[Opening Extracted information section]

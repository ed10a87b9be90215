//! A conversation about one article.

use crate::fallback::FallbackResponder;
use crate::ledger::{render_turns, ConversationLedger};
use crate::mechanism::{AnsweringMechanism, SessionHandle};
use crate::relevance::select_context;
use crate::segmenter::segment;
use crate::store::ArticleStore;
use crate::types::{Article, Fragment};
use chatbox_core::config::EngineConfig;
use chatbox_core::{AppError, AppResult};
use chatbox_llm::ChatRole;
use chatbox_prompt::{build_prompt, PromptSet};
use std::collections::HashMap;
use std::sync::Arc;

/// Question whose context primes a new session.
pub const PRIMING_QUESTION: &str = "What is this article about?";

/// Binds an article, its fragments, its conversation and a dialogue in the
/// answering mechanism.
///
/// `ask` needs `&mut self`; callers sharing a session must serialize access
/// (see [`crate::registry::SessionRegistry`]).
pub struct Session {
    article: Article,
    fragments: Vec<Fragment>,
    ledger: ConversationLedger,
    handle: SessionHandle,
    mechanism: Arc<dyn AnsweringMechanism>,
    prompts: Arc<PromptSet>,
    engine: EngineConfig,
}

impl Session {
    /// Resolve `article_id` and start a primed session for it.
    ///
    /// # Errors
    /// `AppError::ArticleNotFound` when the store has no such article, or
    /// any store or prompt error.
    pub async fn open(
        article_id: &str,
        store: &dyn ArticleStore,
        mechanism: Arc<dyn AnsweringMechanism>,
        prompts: Arc<PromptSet>,
        engine: EngineConfig,
    ) -> AppResult<Self> {
        let article = store
            .lookup(article_id)
            .await?
            .ok_or_else(|| AppError::ArticleNotFound(article_id.to_string()))?;

        Self::start(article, mechanism, prompts, engine).await
    }

    /// Start a primed session for an article already in hand.
    pub async fn start(
        article: Article,
        mechanism: Arc<dyn AnsweringMechanism>,
        prompts: Arc<PromptSet>,
        engine: EngineConfig,
    ) -> AppResult<Self> {
        let fragments = segment(&article.full_text, engine.chunk_size);
        let handle = mechanism.open();

        tracing::info!(
            "Opening session {} for article {} ({} fragments)",
            handle,
            article.id,
            fragments.len()
        );

        let mut session = Self {
            article,
            fragments,
            ledger: ConversationLedger::new(),
            handle,
            mechanism,
            prompts,
            engine,
        };

        session.prime().await?;
        Ok(session)
    }

    /// Give the mechanism its working context before the first question.
    ///
    /// A mechanism failure here is logged and the session still opens; the
    /// instruction is recorded either way.
    async fn prime(&mut self) -> AppResult<()> {
        let context = select_context(
            PRIMING_QUESTION,
            &self.fragments,
            self.ledger.recent(self.engine.history_window),
            self.engine.top_k,
        );

        let mut variables = HashMap::new();
        variables.insert("context".to_string(), context);
        let instruction = build_prompt(&self.prompts.prime, variables)?.text;

        if let Err(e) = self.mechanism.submit(&self.handle, &instruction).await {
            tracing::warn!(
                "Priming session {} failed, answers will use fallback until the mechanism recovers: {}",
                self.handle,
                e
            );
        }

        self.ledger.append(ChatRole::System, instruction);
        Ok(())
    }

    /// Answer a question about the article.
    ///
    /// Never fails: when the mechanism cannot answer, the fallback responder
    /// does, and that exchange is not recorded in the conversation.
    pub async fn ask(&mut self, question: &str) -> String {
        let prompt = match self.question_prompt(question) {
            Ok(prompt) => prompt,
            Err(e) => {
                tracing::warn!("Could not build prompt, using fallback: {}", e);
                return self.fallback().respond(question);
            }
        };

        match self.mechanism.submit(&self.handle, &prompt).await {
            Ok(reply) => {
                self.ledger.append(ChatRole::User, question);
                self.ledger.append(ChatRole::Assistant, reply.clone());
                reply
            }
            Err(e) => {
                tracing::warn!(
                    "Answering mechanism failed for session {}, using fallback: {}",
                    self.handle,
                    e
                );
                self.fallback().respond(question)
            }
        }
    }

    fn question_prompt(&self, question: &str) -> AppResult<String> {
        let recent = self.ledger.recent(self.engine.history_window);
        let context = select_context(question, &self.fragments, recent, self.engine.top_k);

        let mut variables = HashMap::new();
        variables.insert("history".to_string(), render_turns(recent));
        variables.insert("context".to_string(), context);
        variables.insert("question".to_string(), question.to_string());

        Ok(build_prompt(&self.prompts.ask, variables)?.text)
    }

    /// Rule-based responder over this session's article.
    pub fn fallback(&self) -> FallbackResponder<'_> {
        FallbackResponder::new(&self.article, &self.fragments, self.engine.top_k)
    }

    pub fn article(&self) -> &Article {
        &self.article
    }

    pub fn fragments(&self) -> &[Fragment] {
        &self.fragments
    }

    pub fn ledger(&self) -> &ConversationLedger {
        &self.ledger
    }

    pub fn handle(&self) -> SessionHandle {
        self.handle
    }
}

impl Drop for Session {
    fn drop(&mut self) {
        self.mechanism.close(&self.handle);
    }
}
//! Append-only conversation history of one session.

use crate::types::Turn;
use chatbox_llm::ChatRole;

/// Ordered log of a session's turns.
///
/// Turns are never reordered or removed; the ledger lives as long as its
/// session.
#[derive(Debug, Clone, Default)]
pub struct ConversationLedger {
    turns: Vec<Turn>,
}

impl ConversationLedger {
    pub fn new() -> Self {
        Self::default()
    }

    /// Add a turn at the end.
    pub fn append(&mut self, role: ChatRole, message: impl Into<String>) {
        self.turns.push(Turn::new(role, message));
    }

    /// The last `n` turns in original order, fewer if the ledger is shorter.
    pub fn recent(&self, n: usize) -> &[Turn] {
        let start = self.turns.len().saturating_sub(n);
        &self.turns[start..]
    }

    /// Every turn, oldest first.
    pub fn turns(&self) -> &[Turn] {
        &self.turns
    }

    pub fn len(&self) -> usize {
        self.turns.len()
    }

    pub fn is_empty(&self) -> bool {
        self.turns.is_empty()
    }
}

/// Render turns as `<role>: <message>` lines.
pub fn render_turns(turns: &[Turn]) -> String {
    turns
        .iter()
        .map(Turn::to_string)
        .collect::<Vec<_>>()
        .join("\n")
}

[Closing Extracted information section]

■ Prompt
Look above and return each line of the records exactly, from the very first through the line with "must serialize access", both included.

■ Your solution
repository ed10a87b9be90215
//! A conversation about one article.

use crate::fallback::FallbackResponder;
use crate::ledger::{render_turns, ConversationLedger};
use crate::mechanism::{AnsweringMechanism, SessionHandle};
use crate::relevance::select_context;
use crate::segmenter::segment;
use crate::store::ArticleStore;
use crate::types::{Article, Fragment};
use chatbox_core::config::EngineConfig;
use chatbox_core::{AppError, AppResult};
use chatbox_llm::ChatRole;
use chatbox_prompt::{build_prompt, PromptSet};
use std::collections::HashMap;
use std::sync::Arc;

/// Question whose context primes a new session.
pub const PRIMING_QUESTION: &str = "What is this article about?";

/// Binds an article, its fragments, its conversation and a dialogue in the
/// answering mechanism.
///
/// `ask` needs `&mut self`; callers sharing a session must serialize access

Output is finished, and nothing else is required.